> TASK ITEM:
Set down all of the records exactly, leaving none out.

> INPUT RECORDS:
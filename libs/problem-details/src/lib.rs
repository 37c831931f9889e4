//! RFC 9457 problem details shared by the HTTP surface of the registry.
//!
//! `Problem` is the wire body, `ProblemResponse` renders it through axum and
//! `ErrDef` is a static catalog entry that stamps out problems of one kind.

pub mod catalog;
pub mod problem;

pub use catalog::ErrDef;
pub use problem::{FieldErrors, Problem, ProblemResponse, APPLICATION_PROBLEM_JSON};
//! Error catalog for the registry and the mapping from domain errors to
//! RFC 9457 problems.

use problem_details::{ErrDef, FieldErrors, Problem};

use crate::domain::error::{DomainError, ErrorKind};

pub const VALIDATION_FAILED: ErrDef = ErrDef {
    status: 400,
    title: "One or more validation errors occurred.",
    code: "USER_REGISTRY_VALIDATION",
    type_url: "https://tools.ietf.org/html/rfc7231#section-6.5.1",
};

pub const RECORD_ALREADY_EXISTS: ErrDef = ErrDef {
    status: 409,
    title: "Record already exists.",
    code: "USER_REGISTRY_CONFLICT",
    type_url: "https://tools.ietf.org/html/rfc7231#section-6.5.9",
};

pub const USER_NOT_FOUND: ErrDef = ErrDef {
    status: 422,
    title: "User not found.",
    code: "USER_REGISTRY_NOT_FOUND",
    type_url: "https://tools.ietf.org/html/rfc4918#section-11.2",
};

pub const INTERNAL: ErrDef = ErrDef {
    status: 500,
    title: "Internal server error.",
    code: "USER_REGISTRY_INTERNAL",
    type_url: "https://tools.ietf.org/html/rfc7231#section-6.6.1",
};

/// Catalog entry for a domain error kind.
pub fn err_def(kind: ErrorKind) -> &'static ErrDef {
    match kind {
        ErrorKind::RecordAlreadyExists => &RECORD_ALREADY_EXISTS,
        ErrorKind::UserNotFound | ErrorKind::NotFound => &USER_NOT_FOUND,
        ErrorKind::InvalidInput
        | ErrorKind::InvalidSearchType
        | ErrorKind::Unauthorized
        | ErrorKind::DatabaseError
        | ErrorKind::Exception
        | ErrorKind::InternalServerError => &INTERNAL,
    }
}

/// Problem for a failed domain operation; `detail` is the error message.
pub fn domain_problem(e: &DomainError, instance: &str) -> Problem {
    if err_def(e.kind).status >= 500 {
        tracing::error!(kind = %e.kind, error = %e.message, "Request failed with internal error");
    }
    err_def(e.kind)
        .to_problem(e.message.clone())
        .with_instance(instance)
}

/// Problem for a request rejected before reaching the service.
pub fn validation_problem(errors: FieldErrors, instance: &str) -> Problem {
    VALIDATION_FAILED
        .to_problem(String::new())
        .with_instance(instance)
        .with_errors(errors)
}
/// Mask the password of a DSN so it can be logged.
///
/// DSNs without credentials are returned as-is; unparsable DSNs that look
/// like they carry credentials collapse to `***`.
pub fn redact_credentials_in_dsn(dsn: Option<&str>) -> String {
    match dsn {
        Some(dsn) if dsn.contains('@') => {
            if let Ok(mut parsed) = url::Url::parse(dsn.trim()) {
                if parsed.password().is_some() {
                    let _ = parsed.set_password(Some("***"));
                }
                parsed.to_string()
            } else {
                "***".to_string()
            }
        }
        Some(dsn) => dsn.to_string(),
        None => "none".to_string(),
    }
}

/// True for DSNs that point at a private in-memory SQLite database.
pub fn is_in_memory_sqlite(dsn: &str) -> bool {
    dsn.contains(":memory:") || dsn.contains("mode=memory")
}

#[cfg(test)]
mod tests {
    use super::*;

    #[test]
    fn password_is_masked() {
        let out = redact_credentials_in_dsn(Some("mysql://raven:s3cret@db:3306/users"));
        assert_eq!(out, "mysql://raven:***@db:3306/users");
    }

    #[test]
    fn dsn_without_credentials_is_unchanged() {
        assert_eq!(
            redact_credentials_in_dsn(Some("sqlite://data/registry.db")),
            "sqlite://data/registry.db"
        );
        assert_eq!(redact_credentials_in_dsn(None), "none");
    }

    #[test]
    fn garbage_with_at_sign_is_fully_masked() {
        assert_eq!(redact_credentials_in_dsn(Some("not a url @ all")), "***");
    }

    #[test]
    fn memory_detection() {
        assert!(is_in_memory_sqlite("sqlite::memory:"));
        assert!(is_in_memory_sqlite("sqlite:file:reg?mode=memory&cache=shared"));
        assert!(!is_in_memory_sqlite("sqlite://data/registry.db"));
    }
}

> COMPLETED TASK:
filename libs/problem-details/src/lib.rs
repository 37c831931f9889e4
//! RFC 9457 problem details shared by the HTTP surface of the registry.
//!
//! `Problem` is the wire body, `ProblemResponse` renders it through axum and
//! `ErrDef` is a static catalog entry that stamps out problems of one kind.

pub mod catalog;
pub mod problem;

pub use catalog::ErrDef;
pub use problem::{FieldErrors, Problem, ProblemResponse, APPLICATION_PROBLEM_JSON};
//! Error catalog for the registry and the mapping from domain errors to
//! RFC 9457 problems.

use problem_details::{ErrDef, FieldErrors, Problem};

use crate::domain::error::{DomainError, ErrorKind};

pub const VALIDATION_FAILED: ErrDef = ErrDef {
    status: 400,
    title: "One or more validation errors occurred.",
    code: "USER_REGISTRY_VALIDATION",
    type_url: "https://tools.ietf.org/html/rfc7231#section-6.5.1",
};

pub const RECORD_ALREADY_EXISTS: ErrDef = ErrDef {
    status: 409,
    title: "Record already exists.",
    code: "USER_REGISTRY_CONFLICT",
    type_url: "https://tools.ietf.org/html/rfc7231#section-6.5.9",
};

pub const USER_NOT_FOUND: ErrDef = ErrDef {
    status: 422,
    title: "User not found.",
    code: "USER_REGISTRY_NOT_FOUND",
    type_url: "https://tools.ietf.org/html/rfc4918#section-11.2",
};

pub const INTERNAL: ErrDef = ErrDef {
    status: 500,
    title: "Internal server error.",
    code: "USER_REGISTRY_INTERNAL",
    type_url: "https://tools.ietf.org/html/rfc7231#section-6.6.1",
};

/// Catalog entry for a domain error kind.
pub fn err_def(kind: ErrorKind) -> &'static ErrDef {
    match kind {
        ErrorKind::RecordAlreadyExists => &RECORD_ALREADY_EXISTS,
        ErrorKind::UserNotFound | ErrorKind::NotFound => &USER_NOT_FOUND,
        ErrorKind::InvalidInput
        | ErrorKind::InvalidSearchType
        | ErrorKind::Unauthorized
        | ErrorKind::DatabaseError
        | ErrorKind::Exception
        | ErrorKind::InternalServerError => &INTERNAL,
    }
}

/// Problem for a failed domain operation; `detail` is the error message.
pub fn domain_problem(e: &DomainError, instance: &str) -> Problem {
    if err_def(e.kind).status >= 500 {
        tracing::error!(kind = %e.kind, error = %e.message, "Request failed with internal error");
    }
    err_def(e.kind)
        .to_problem(e.message.clone())
        .with_instance(instance)
}

/// Problem for a request rejected before reaching the service.
pub fn validation_problem(errors: FieldErrors, instance: &str) -> Problem {
    VALIDATION_FAILED
        .to_problem(String::new())
        .with_instance(instance)
        .with_errors(errors)
}
/// Mask the password of a DSN so it can be logged.
///
/// DSNs without credentials are returned as-is; unparsable DSNs that look
/// like they carry credentials collapse to `***`.
pub fn redact_credentials_in_dsn(dsn: Option<&str>) -> String {
    match dsn {
        Some(dsn) if dsn.contains('@') => {
            if let Ok(mut parsed) = url::Url::parse(dsn.trim()) {
                if parsed.password().is_some() {
                    let _ = parsed.set_password(Some("***"));
                }
                parsed.to_string()
            } else {
                "***".to_string()
            }
        }
        Some(dsn) => dsn.to_string(),
        None => "none".to_string(),
    }
}

/// True for DSNs that point at a private in-memory SQLite database.
pub fn is_in_memory_sqlite(dsn: &str) -> bool {
    dsn.contains(":memory:") || dsn.contains("mode=memory")
}

#[cfg(test)]
mod tests {
    use super::*;

    #[test]
    fn password_is_masked() {
        let out = redact_credentials_in_dsn(Some("mysql://raven:s3cret@db:3306/users"));
        assert_eq!(out, "mysql://raven:***@db:3306/users");
    }

    #[test]
    fn dsn_without_credentials_is_unchanged() {
        assert_eq!(
            redact_credentials_in_dsn(Some("sqlite://data/registry.db")),
            "sqlite://data/registry.db"
        );
        assert_eq!(redact_credentials_in_dsn(None), "none");
    }

    #[test]
    fn garbage_with_at_sign_is_fully_masked() {
        assert_eq!(redact_credentials_in_dsn(Some("not a url @ all")), "***");
    }

    #[test]
    fn memory_detection() {
        assert!(is_in_memory_sqlite("sqlite::memory:"));
        assert!(is_in_memory_sqlite("sqlite:file:reg?mode=memory&cache=shared"));
        assert!(!is_in_memory_sqlite("sqlite://data/registry.db"));
    }
}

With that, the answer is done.